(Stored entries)
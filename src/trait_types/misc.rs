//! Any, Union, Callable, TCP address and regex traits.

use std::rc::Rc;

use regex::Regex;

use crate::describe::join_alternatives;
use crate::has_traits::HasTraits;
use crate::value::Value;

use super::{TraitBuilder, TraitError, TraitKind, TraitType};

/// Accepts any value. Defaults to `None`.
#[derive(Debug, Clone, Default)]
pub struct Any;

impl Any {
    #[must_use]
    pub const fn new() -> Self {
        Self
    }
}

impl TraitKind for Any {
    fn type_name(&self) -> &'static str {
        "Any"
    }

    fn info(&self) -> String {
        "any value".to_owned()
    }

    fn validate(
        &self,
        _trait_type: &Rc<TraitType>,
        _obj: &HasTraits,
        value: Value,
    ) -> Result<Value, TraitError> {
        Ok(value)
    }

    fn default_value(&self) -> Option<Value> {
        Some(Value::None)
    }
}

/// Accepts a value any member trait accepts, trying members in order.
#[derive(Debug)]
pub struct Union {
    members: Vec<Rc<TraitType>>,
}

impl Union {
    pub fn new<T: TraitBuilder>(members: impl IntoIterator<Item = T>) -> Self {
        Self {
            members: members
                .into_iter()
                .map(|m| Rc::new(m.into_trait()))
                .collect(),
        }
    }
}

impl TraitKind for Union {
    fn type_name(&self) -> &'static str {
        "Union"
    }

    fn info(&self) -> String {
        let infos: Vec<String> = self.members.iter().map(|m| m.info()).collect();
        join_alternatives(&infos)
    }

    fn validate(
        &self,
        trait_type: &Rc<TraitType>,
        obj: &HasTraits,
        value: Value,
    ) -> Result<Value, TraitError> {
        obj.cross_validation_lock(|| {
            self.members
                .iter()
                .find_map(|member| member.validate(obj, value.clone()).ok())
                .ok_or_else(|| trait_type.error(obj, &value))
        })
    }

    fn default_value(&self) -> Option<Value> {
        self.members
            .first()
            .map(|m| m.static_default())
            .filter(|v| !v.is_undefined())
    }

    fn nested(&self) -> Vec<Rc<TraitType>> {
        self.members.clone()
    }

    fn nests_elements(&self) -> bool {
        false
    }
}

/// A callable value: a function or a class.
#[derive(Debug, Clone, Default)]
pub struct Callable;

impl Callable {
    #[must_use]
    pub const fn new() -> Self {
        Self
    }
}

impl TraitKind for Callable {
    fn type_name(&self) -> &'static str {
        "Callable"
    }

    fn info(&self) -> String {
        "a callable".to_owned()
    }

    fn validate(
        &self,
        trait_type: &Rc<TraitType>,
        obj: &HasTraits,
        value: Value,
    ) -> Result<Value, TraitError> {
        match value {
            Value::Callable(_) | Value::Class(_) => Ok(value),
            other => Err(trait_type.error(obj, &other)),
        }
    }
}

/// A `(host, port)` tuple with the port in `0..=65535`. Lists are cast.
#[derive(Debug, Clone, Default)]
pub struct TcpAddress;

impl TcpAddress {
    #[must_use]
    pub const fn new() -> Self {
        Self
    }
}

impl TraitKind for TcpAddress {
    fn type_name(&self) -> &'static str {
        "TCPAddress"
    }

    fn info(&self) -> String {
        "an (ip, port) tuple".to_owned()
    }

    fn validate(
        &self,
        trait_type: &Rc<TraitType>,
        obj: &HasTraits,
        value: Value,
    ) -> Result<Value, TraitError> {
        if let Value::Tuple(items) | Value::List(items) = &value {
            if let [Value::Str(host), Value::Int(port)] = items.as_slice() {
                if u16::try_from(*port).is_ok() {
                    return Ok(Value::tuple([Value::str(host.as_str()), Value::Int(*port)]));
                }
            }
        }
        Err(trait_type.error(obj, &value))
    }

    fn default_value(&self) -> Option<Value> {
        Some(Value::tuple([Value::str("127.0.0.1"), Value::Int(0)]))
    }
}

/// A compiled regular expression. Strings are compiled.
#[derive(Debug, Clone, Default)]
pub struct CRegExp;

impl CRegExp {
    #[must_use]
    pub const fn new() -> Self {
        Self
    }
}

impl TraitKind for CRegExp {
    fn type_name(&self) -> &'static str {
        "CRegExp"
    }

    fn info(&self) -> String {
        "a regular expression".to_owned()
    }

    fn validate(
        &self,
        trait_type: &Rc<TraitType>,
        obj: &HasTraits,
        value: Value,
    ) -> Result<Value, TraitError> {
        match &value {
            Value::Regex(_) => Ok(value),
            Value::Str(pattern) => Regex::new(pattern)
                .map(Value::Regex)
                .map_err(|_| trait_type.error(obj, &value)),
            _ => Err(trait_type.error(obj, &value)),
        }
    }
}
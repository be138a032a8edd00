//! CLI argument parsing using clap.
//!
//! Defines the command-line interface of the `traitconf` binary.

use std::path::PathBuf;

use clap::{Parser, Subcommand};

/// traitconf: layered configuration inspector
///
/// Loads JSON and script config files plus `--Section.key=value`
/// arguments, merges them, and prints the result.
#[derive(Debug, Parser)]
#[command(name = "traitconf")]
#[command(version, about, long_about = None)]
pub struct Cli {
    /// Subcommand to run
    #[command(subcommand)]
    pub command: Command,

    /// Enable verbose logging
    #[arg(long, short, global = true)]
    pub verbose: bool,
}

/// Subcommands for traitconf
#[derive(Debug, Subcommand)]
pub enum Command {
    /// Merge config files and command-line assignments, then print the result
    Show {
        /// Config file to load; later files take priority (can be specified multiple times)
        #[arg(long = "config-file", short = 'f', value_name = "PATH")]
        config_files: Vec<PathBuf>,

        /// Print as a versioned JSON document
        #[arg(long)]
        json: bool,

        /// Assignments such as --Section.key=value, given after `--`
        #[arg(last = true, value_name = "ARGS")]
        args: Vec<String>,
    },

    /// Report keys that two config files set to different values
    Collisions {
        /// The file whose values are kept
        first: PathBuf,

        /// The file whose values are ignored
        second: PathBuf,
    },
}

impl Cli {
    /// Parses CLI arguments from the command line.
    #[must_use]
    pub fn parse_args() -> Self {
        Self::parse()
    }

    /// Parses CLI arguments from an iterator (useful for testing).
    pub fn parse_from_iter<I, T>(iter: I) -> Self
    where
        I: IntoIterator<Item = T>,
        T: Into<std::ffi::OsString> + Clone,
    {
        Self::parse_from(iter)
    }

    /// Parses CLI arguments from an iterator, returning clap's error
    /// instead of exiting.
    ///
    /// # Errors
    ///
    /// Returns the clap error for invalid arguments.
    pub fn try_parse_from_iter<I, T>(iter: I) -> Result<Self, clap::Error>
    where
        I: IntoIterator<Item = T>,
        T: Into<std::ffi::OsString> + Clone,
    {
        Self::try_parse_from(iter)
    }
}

(Exercise goal) What belongs in the answer is each line of the data that has the word "Union".

(Answer to the exercise)
//! Any, Union, Callable, TCP address and regex traits.
pub struct Union {
impl Union {
impl TraitKind for Union {
        "Union"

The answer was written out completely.